236353895db25649.tex
1: \begin{abstract}
2: The cost of both generalized least squares (GLS) and Gibbs sampling in a crossed
3: random effects model can easily grow faster than $N^{3/2}$ for $N$ observations. \cite{ghos:hast:owen:2021} develop a backfitting algorithm that reduces
4: the cost to $O(N)$.
5: Here we extend that method to
6: a generalized linear mixed model for logistic regression.
7: We use backfitting within an iteratively
8: reweighted penalized least squares algorithm.
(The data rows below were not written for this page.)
pub mod embeds;
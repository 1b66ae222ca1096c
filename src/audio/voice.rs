use async_trait::async_trait;
use parking_lot::Mutex;
use serenity::model::id::GuildId;
use songbird::{
    input::{HttpRequest, Input},
    tracks::{PlayMode, TrackHandle},
    Event, EventContext, EventHandler as VoiceEventHandler, Songbird, TrackEvent,
};
use std::{sync::Arc, time::Duration};
use tracing::{debug, warn};

use super::sink::{AudioSink, FinishedCallback, SinkFactory};
use crate::error::{MusicError, Result};

/// Sink sobre la llamada de songbird de un guild
pub struct SongbirdSink {
    manager: Arc<Songbird>,
    http: reqwest::Client,
    guild_id: GuildId,
    volume: f32,
    track: Mutex<Option<TrackHandle>>,
}

impl SongbirdSink {
    pub fn new(manager: Arc<Songbird>, http: reqwest::Client, guild_id: GuildId, volume: f32) -> Self {
        Self {
            manager,
            http,
            guild_id,
            volume,
            track: Mutex::new(None),
        }
    }

    fn current_track(&self) -> Result<TrackHandle> {
        self.track
            .lock()
            .clone()
            .ok_or_else(|| MusicError::Sink("no hay track activo".to_string()))
    }

    async fn play_mode(&self) -> Option<PlayMode> {
        let track = self.track.lock().clone()?;
        track.get_info().await.ok().map(|info| info.playing)
    }
}

#[async_trait]
impl AudioSink for SongbirdSink {
    async fn play(&self, source: &str, on_finished: FinishedCallback) -> Result<()> {
        let call = self
            .manager
            .get(self.guild_id)
            .ok_or_else(|| MusicError::Sink(format!("sin conexión de voz en guild {}", self.guild_id)))?;

        let input: Input = HttpRequest::new(self.http.clone(), source.to_string()).into();

        let track = {
            let mut handler = call.lock().await;
            handler.play_only_input(input)
        };

        if let Err(e) = track.set_volume(self.volume) {
            warn!("⚠️ No se pudo ajustar el volumen: {}", e);
        }

        // Fin y error comparten el mismo callback de un solo uso
        let finished = TrackFinished {
            callback: Arc::new(Mutex::new(Some(on_finished))),
        };
        for event in [TrackEvent::End, TrackEvent::Error] {
            track
                .add_event(Event::Track(event), finished.clone())
                .map_err(|e| MusicError::Sink(format!("Error al agregar event handler: {}", e)))?;
        }

        *self.track.lock() = Some(track);
        Ok(())
    }

    async fn pause(&self) -> Result<()> {
        self.current_track()?
            .pause()
            .map_err(|e| MusicError::Sink(e.to_string()))
    }

    async fn resume(&self) -> Result<()> {
        self.current_track()?
            .play()
            .map_err(|e| MusicError::Sink(e.to_string()))
    }

    async fn stop(&self) -> Result<()> {
        self.current_track()?
            .stop()
            .map_err(|e| MusicError::Sink(e.to_string()))
    }

    async fn is_playing(&self) -> bool {
        self.play_mode().await == Some(PlayMode::Play)
    }

    async fn is_paused(&self) -> bool {
        self.play_mode().await == Some(PlayMode::Pause)
    }
}

#[derive(Clone)]
struct TrackFinished {
    callback: Arc<Mutex<Option<FinishedCallback>>>,
}

#[async_trait]
impl VoiceEventHandler for TrackFinished {
    async fn act(&self, _ctx: &EventContext<'_>) -> Option<Event> {
        let callback = self.callback.lock().take();
        if let Some(callback) = callback {
            debug!("🏁 Track terminado, avisando a la sesión");
            callback();
        }
        None
    }
}

/// Crea un [`SongbirdSink`] por guild, compartiendo el cliente HTTP
pub struct SongbirdSinkFactory {
    manager: Arc<Songbird>,
    http: reqwest::Client,
    volume: f32,
}

impl SongbirdSinkFactory {
    pub fn new(manager: Arc<Songbird>, volume: f32) -> Result<Self> {
        // Sin timeout total: el stream dura lo que dure el track
        let http = reqwest::Client::builder()
            .connect_timeout(Duration::from_secs(15))
            .build()
            .map_err(|e| MusicError::Sink(format!("cliente HTTP: {}", e)))?;

        Ok(Self { manager, http, volume })
    }
}

impl SinkFactory for SongbirdSinkFactory {
    fn sink_for(&self, guild_id: GuildId) -> Arc<dyn AudioSink> {
        Arc::new(SongbirdSink::new(
            Arc::clone(&self.manager),
            self.http.clone(),
            guild_id,
            self.volume,
        ))
    }
}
9: The specific approach is a version of penalized quasi-likelihood
10: due to \cite{scha:1991}. A straightforward version of Schall's algorithm
11: would also cost more than $N^{3/2}$ because it requires the
12: trace of the inverse of a large matrix.
13: We approximate that quantity at cost $O(N)$
14: and prove that this substitution makes an asymptotically negligible difference.
15: % {\color{orange} The weights do
16: % not change the convergence of backfitting, because as Art hinted you
17: % can absorb the weights into $y$ and $Z$ and you are back to an
18: % unweighted problem, for example. But perhaps you refer to something else?}
19: % {\color{blue} Indeed, backfitting would converge. To show, the number of iterations do not grow with problem size, the $O(1)$ iteration analysis uses concentration inequalities of quatitites like $\sum_{i=1}^{R}Z_{ij}, \sum_{j=1}^{C}Z_{ij}, (Z^{\tran}Z)_{js}$. With $\cw$ coming in, we would need concentration of $\cw$ also if we include $\cw$ in $Z$.}
20: Our backfitting
21: algorithm also collapses the fixed effect with one random effect at a time
22: in a way that is analogous to the collapsed
23: Gibbs sampler of \cite{papa:robe:zane:2020}.
24: We use a symmetric operator that facilitates efficient covariance computation.
25: We illustrate our method on a real dataset from Stitch Fix.
26: By properly accounting for crossed random
27: effects we show that a naive logistic
28: regression could underestimate sampling
29: variances by several hundred fold.
30: \end{abstract}
31: